1964862547@twitter (#250,278)

Sign up here if you are interested some online part time jobs!! b­­o­w­6­.­c­o­m­­

giantrabbit (#250,411)

Hiya,

I think I hold the record for dating the most naval-gazing, hairshirt wearing, bogus intellectuals in the world. So many. It boggles the mind. They all liked really weepy music too. That should have tipped me off, when I was more 'meh' about Sia than they were.

The point is, Polly is right, I spent a long time chasing sad-sack wishy washy boys and then men with ideas about how their big brains couldn't handle relationships or people, or tasks, or simple requests for more communication etc..

Then I got real tired of it, tired enough to go on three dates with a guy who kind of seemed a bit too uptight for me, but had this endearing habit of like, planning to see me again, sometimes weeks in advance! He even told me, "i'm really a planner." which at the time actually acted like some kind of underpants juicer, which at the time shocked me because I just couldn't believe the fact that a man I was dating saying he enjoyed making plans was enough to turn me on, BUT IT WAS.
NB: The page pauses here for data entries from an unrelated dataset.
//! Domain error types.

use rust_decimal::Decimal;

/// Accounting failures. Every variant leaves the account untouched.
#[derive(Debug, Clone, PartialEq, thiserror::Error)]
pub enum LedgerError {
    #[error("insufficient funds: need {required}, have {available}")]
    InsufficientFunds { required: Decimal, available: Decimal },

    #[error("insufficient shares of {symbol}: requested {requested}, held {held}")]
    InsufficientShares {
        symbol: String,
        requested: u64,
        held: u64,
    },

    #[error("invalid price for {symbol}: {reason}")]
    InvalidPrice { symbol: String, reason: String },

    #[error("invalid quantity for {symbol}: quantity must be positive")]
    InvalidQuantity { symbol: String },

    #[error("order for {symbol} exceeds representable amounts")]
    AmountOverflow { symbol: String },
}

/// Market-data failures. These never escape the quote cache.
#[derive(Debug, Clone, PartialEq, thiserror::Error)]
pub enum MarketDataError {
    #[error("market data provider unavailable: {reason}")]
    ProviderUnavailable { reason: String },

    #[error("unknown symbol: {0}")]
    UnknownSymbol(String),

    #[error("provider call for {symbol} timed out after {millis} ms")]
    Timeout { symbol: String, millis: u64 },
}

/// Top-level error type for simtrader.
#[derive(Debug, thiserror::Error)]
pub enum SimtraderError {
    #[error("config parse error in {file}: {reason}")]
    ConfigParse { file: String, reason: String },

    #[error("missing config key [{section}] {key}")]
    ConfigMissing { section: String, key: String },

    #[error("invalid config value [{section}] {key}: {reason}")]
    ConfigInvalid {
        section: String,
        key: String,
        reason: String,
    },

    #[error("account store error: {reason}")]
    Store { reason: String },

    #[error("unknown account: {0}")]
    UnknownAccount(String),

    #[error("account already exists: {0}")]
    AccountExists(String),

    #[error(transparent)]
    Ledger(#[from] LedgerError),

    #[error(transparent)]
    Io(#[from] std::io::Error),
}

impl SimtraderError {
    /// Process exit status reported by the CLI for this error.
    pub fn exit_status(&self) -> u8 {
        match self {
            SimtraderError::Io(_) => 1,
            SimtraderError::ConfigParse { .. }
            | SimtraderError::ConfigMissing { .. }
            | SimtraderError::ConfigInvalid { .. } => 2,
            SimtraderError::Store { .. } => 3,
            SimtraderError::UnknownAccount(_) | SimtraderError::AccountExists(_) => 4,
            SimtraderError::Ledger(_) => 5,
        }
    }
}

impl From<&SimtraderError> for std::process::ExitCode {
    fn from(err: &SimtraderError) -> Self {
        std::process::ExitCode::from(err.exit_status())
    }
}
Anyways, that was like 3 months ago, and I don't want to be too predictive here, but things are actually going quite well, and I like him, and he likes me, and he still gives me the old fire in the loins, and now, a new one, a fire in my heart, because unlike the old brain/loin firing dingbats, this one seems to actually give a shit about me and it's a real nice feeling.

Oh yeah, it does help that he is not dumb at all, and he was just being uptight because he was nervous, and do you know why he was nervous? Because unlike those other ego-maniacal/alternately self-hating napkin rings he actually cared that I think well of him.

So listen to Polly, polly is a genius.